Everything felt like it was going fine. I knew I had to be hooked up to the 24-hour-a day-for-5-days heavy arse chemo and thought I was prepared, but Thursday night/Friday morning hit and changed everything. The nurses had been monitoring my blood because something didn’t look quite right then at 0200, it seems my blood decided to stop transporting oxygen as God intended so a transfusion was swiftly arranged to top up my haemoglobin levels and keep me alive. So an exciting and tiring few hours of activity ensued with a variety of tubes of gases and liquids being pumped into my system. I was also told I’d need radiotherapy which was a shock but again, all manageable.
That in itself was not what broke me; I can take a bit of pain knowing that the end game will be worth the discomfort. For the first time since I was diagnosed in March, I cracked because I had been looking forward to a surprise party for my mates Rich and Duncan who had done the IronMan this year. I know, a party, pathetic right?!!
I had insisted that I had no breaks in between these rounds of chemo so I could guarantee getting out to make the party, even just for an hour. The transfusion totally screwed the timing and meant the earliest I could make it would be 10pm.
23 days in the same room, back pain, a never ending chemo hangover and the 1 thing I had to look forward to out the window just pushed me over the edge and I’m not too proud to say that I just broke down. I was missing home, Jenn, Max and Seb and just sick of not having my life as I wanted it.
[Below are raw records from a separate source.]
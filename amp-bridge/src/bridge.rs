//! Bridge API facade
//!
//! The surface consumed by the request layer. One method per logical
//! route: list zones, get zone, get attribute, set attribute. Inputs
//! arrive as raw strings (path segments, request bodies) and are
//! validated here, before anything touches the device.

use std::sync::Arc;

use tracing::{info, trace, warn};

use amp_protocol::{Attribute, ZoneId, ZoneStatus};
use amp_serial::{LineReceiver, SerialTransport, Transport};

use crate::config::BridgeConfig;
use crate::error::Result;
use crate::sequencer::{CommandSequencer, ZoneRegistry};

/// Protocol bridge for one amplifier controller chain
///
/// Owns the frame pump (serial lines in, registry updates out) and the
/// command sequencer (requests in, serial commands out). All methods are
/// blocking from the caller's perspective; internally they suspend at the
/// sequencer's wait points.
///
/// # Example
///
/// ```rust,ignore
/// let config = BridgeConfig::from_env()?;
/// let bridge = AmpBridge::open(config)?; // fatal if the device is gone
///
/// let zones = bridge.zones(false).await?;
/// let status = bridge.set_attribute("11", "volume", "20").await?;
/// ```
pub struct AmpBridge {
    sequencer: Arc<CommandSequencer>,
    config: BridgeConfig,
    pump: tokio::task::JoinHandle<()>,
}

impl AmpBridge {
    /// Opens the configured serial device and starts the bridge
    ///
    /// An unreachable device is an unrecoverable operating condition; the
    /// returned error should terminate the process.
    ///
    /// Must be called within a tokio runtime.
    pub fn open(config: BridgeConfig) -> Result<Self> {
        let (transport, lines) = SerialTransport::open(&config.device, config.baud_rate)?;
        info!(device = %config.device, controllers = config.controller_count, "bridge starting");
        Ok(Self::with_transport(transport, lines, config))
    }

    /// Starts the bridge over an arbitrary transport
    ///
    /// This is the seam tests use to script a whole controller chain via
    /// [`MockTransport`](amp_serial::MockTransport).
    pub fn with_transport(
        transport: Arc<dyn Transport>,
        lines: LineReceiver,
        config: BridgeConfig,
    ) -> Self {
        let registry = ZoneRegistry::new();
        let pump = tokio::spawn(pump_lines(lines, registry.clone()));

        let sequencer = Arc::new(CommandSequencer::new(
            transport,
            registry,
            config.controller_count,
            config.wait_timeout,
        ));

        // Prime the cache, as the original queries the chain on open. A
        // cold chain just means the first read does the querying itself.
        let prime = Arc::clone(&sequencer);
        tokio::spawn(async move {
            if let Err(e) = prime.query_all().await {
                warn!(error = %e, "startup prime query failed");
            }
        });

        Self {
            sequencer,
            config,
            pump,
        }
    }

    /// Lists every zone of the configured chain
    ///
    /// Serves cached state unless `force_refresh` is set or the bridge is
    /// configured to requery on every read.
    pub async fn zones(&self, force_refresh: bool) -> Result<Vec<ZoneStatus>> {
        self.sequencer
            .query_zones(force_refresh || self.config.requery)
            .await
    }

    /// Returns one zone's status
    pub async fn zone(&self, zone: &str) -> Result<ZoneStatus> {
        let zone: ZoneId = zone.parse()?;
        self.sequencer.query_zone(zone, self.config.requery).await
    }

    /// Returns one attribute's verbatim field value
    ///
    /// Always requeries before reading, so the answer reflects the device
    /// rather than the cache.
    pub async fn attribute(&self, zone: &str, attribute: &str) -> Result<String> {
        let zone: ZoneId = zone.parse()?;
        let attribute = Attribute::resolve(attribute)?;

        let status = self.sequencer.query_zone(zone, true).await?;
        Ok(status.attribute(attribute).to_string())
    }

    /// Changes one attribute and returns the confirmed zone status
    ///
    /// The value is passed to the device verbatim. The returned status is
    /// the confirmation frame for the requested zone, never another
    /// zone's.
    pub async fn set_attribute(
        &self,
        zone: &str,
        attribute: &str,
        value: &str,
    ) -> Result<ZoneStatus> {
        let zone: ZoneId = zone.parse()?;
        let attribute = Attribute::resolve(attribute)?;

        Arc::clone(&self.sequencer)
            .set_attribute(zone, attribute, value)
            .await
    }

    /// The underlying zone registry, for observation
    pub fn registry(&self) -> &ZoneRegistry {
        self.sequencer.registry()
    }

    /// The configuration this bridge runs with
    pub fn config(&self) -> &BridgeConfig {
        &self.config
    }
}

impl Drop for AmpBridge {
    fn drop(&mut self) {
        self.pump.abort();
    }
}

/// Write side of the registry: device lines in, whole snapshots out
///
/// The single mutation path. Status frames overwrite their zone's entry;
/// everything else on the bus is traced and dropped, because noise and
/// partial lines are normal on a shared serial bus.
async fn pump_lines(mut lines: LineReceiver, registry: ZoneRegistry) {
    while let Some(line) = lines.recv().await {
        match ZoneStatus::parse_line(&line) {
            Some(status) => {
                trace!(zone = %status.zone, "status frame");
                registry.put(status.zone, status);
            }
            None => trace!(line = %line, "ignoring non-status line"),
        }
    }
    // Channel closed: the transport is gone and so is any hope of fresh
    // state. Readers keep timing out; the process is expected to exit.
    warn!("serial line stream ended");
}
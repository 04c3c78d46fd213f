//! Real serial port transport
//!
//! Blocking I/O from the `serialport` crate, wrapped the simple way: the
//! write handle lives behind a mutex, and a dedicated reader thread turns
//! the port's byte stream into newline-delimited ASCII lines on a tokio
//! channel. A line protocol at amplifier-control rates needs nothing
//! faster.

use std::io::{Read, Write};
use std::sync::{Arc, Mutex};
use std::thread;
use std::time::Duration;

use tracing::{debug, error, info};

use crate::transport::{LineReceiver, LineSender, Transport, TransportError};

/// Read timeout on the blocking port; expiry is a normal idle tick
const READ_TIMEOUT: Duration = Duration::from_millis(100);

/// Transport over a real serial device
///
/// Opening the device is a one-shot operation and failure is fatal to the
/// caller - the single persistent connection is the process's reason to
/// exist. No retries happen at this layer.
pub struct SerialTransport {
    port: Mutex<Box<dyn serialport::SerialPort>>,
}

impl SerialTransport {
    /// Opens the device and starts the reader thread
    ///
    /// Returns the transport (write side) and the infinite line stream
    /// (read side). The stream ends only if the port dies.
    pub fn open(
        device: &str,
        baud_rate: u32,
    ) -> Result<(Arc<Self>, LineReceiver), TransportError> {
        let open_err = |source| TransportError::Open {
            device: device.to_string(),
            source,
        };

        let port = serialport::new(device, baud_rate)
            .timeout(READ_TIMEOUT)
            .open()
            .map_err(open_err)?;
        let reader = port.try_clone().map_err(open_err)?;

        info!(device, baud_rate, "serial device open");

        let (line_tx, line_rx) = tokio::sync::mpsc::unbounded_channel();
        thread::Builder::new()
            .name("amp-serial-reader".to_string())
            .spawn(move || read_lines(reader, line_tx))
            .map_err(TransportError::Write)?;

        let transport = Arc::new(Self {
            port: Mutex::new(port),
        });
        Ok((transport, line_rx))
    }
}

impl Transport for SerialTransport {
    fn send(&self, bytes: &[u8]) -> Result<(), TransportError> {
        let mut port = self.port.lock().map_err(|_| TransportError::Closed)?;
        port.write_all(bytes)?;
        port.flush()?;
        Ok(())
    }
}

/// Reader-thread loop: accumulate bytes, emit one String per `\n`
///
/// Read timeouts are idle ticks. Any other I/O error ends the stream,
/// which the consumer observes as channel closure.
fn read_lines(mut port: Box<dyn serialport::SerialPort>, line_tx: LineSender) {
    let mut pending = Vec::new();
    let mut chunk = [0u8; 256];

    loop {
        match port.read(&mut chunk) {
            Ok(0) => continue,
            Ok(n) => {
                for &byte in &chunk[..n] {
                    if byte == b'\n' {
                        let line = String::from_utf8_lossy(&pending).into_owned();
                        pending.clear();
                        if line_tx.send(line).is_err() {
                            debug!("line consumer gone, reader exiting");
                            return;
                        }
                    } else {
                        pending.push(byte);
                    }
                }
            }
            Err(e) if e.kind() == std::io::ErrorKind::TimedOut => continue,
            Err(e) => {
                error!(error = %e, "serial read failed, line stream ends");
                return;
            }
        }
    }
}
It was at this point that having read Ranulph Fiennnes book Fear stood me in good stead because mental strength counts for so much in these times of real lows; and for me this was my lowest point to date.
Life is not fair. But how you deal with it will define how you as a person develop and grow from the experience. As Gary Hitchmough says, what doesn’t kill you makes you stronger.
This is not to say I was still not a mess, my head was all over the place so I resigned myself to a long night in the hospital reading instead of catching up with friends.
I actually dozed off around 1730 but was woken by the nurses at 1830 saying that the chemo was just about finished. (I have not directly asked how this was achieved as I can only imagine some protocol was bypassed to speed up delivery of the drugs but the bags were just about empty.)
Enter from the left weeping session number 2!
I am not one for emotions but psychologically what was overcome last night took me from my lowest ebb. My old man picked me up and I had a superb hour in the pub with a bunch of people who mean a great deal to me.
The picture here is a snapshot of the people I value. I’m like a broken record but I hope those of you both near and far appreciate how much your messages of support keep me buoyed and focused on the end goal.
Whether you are fighting off snakes in Oz, the arctic cold of Scandinavia or battling the elbows of your fellow commuters on the London Underground you know who you are.
I know there is a hell of a long way to go before I can say this disease is under control but until I get to that point, knowing you have my back is keeping me mentally on track and giving me hope that 2018 is going to be a year of celebration; on my tab of course!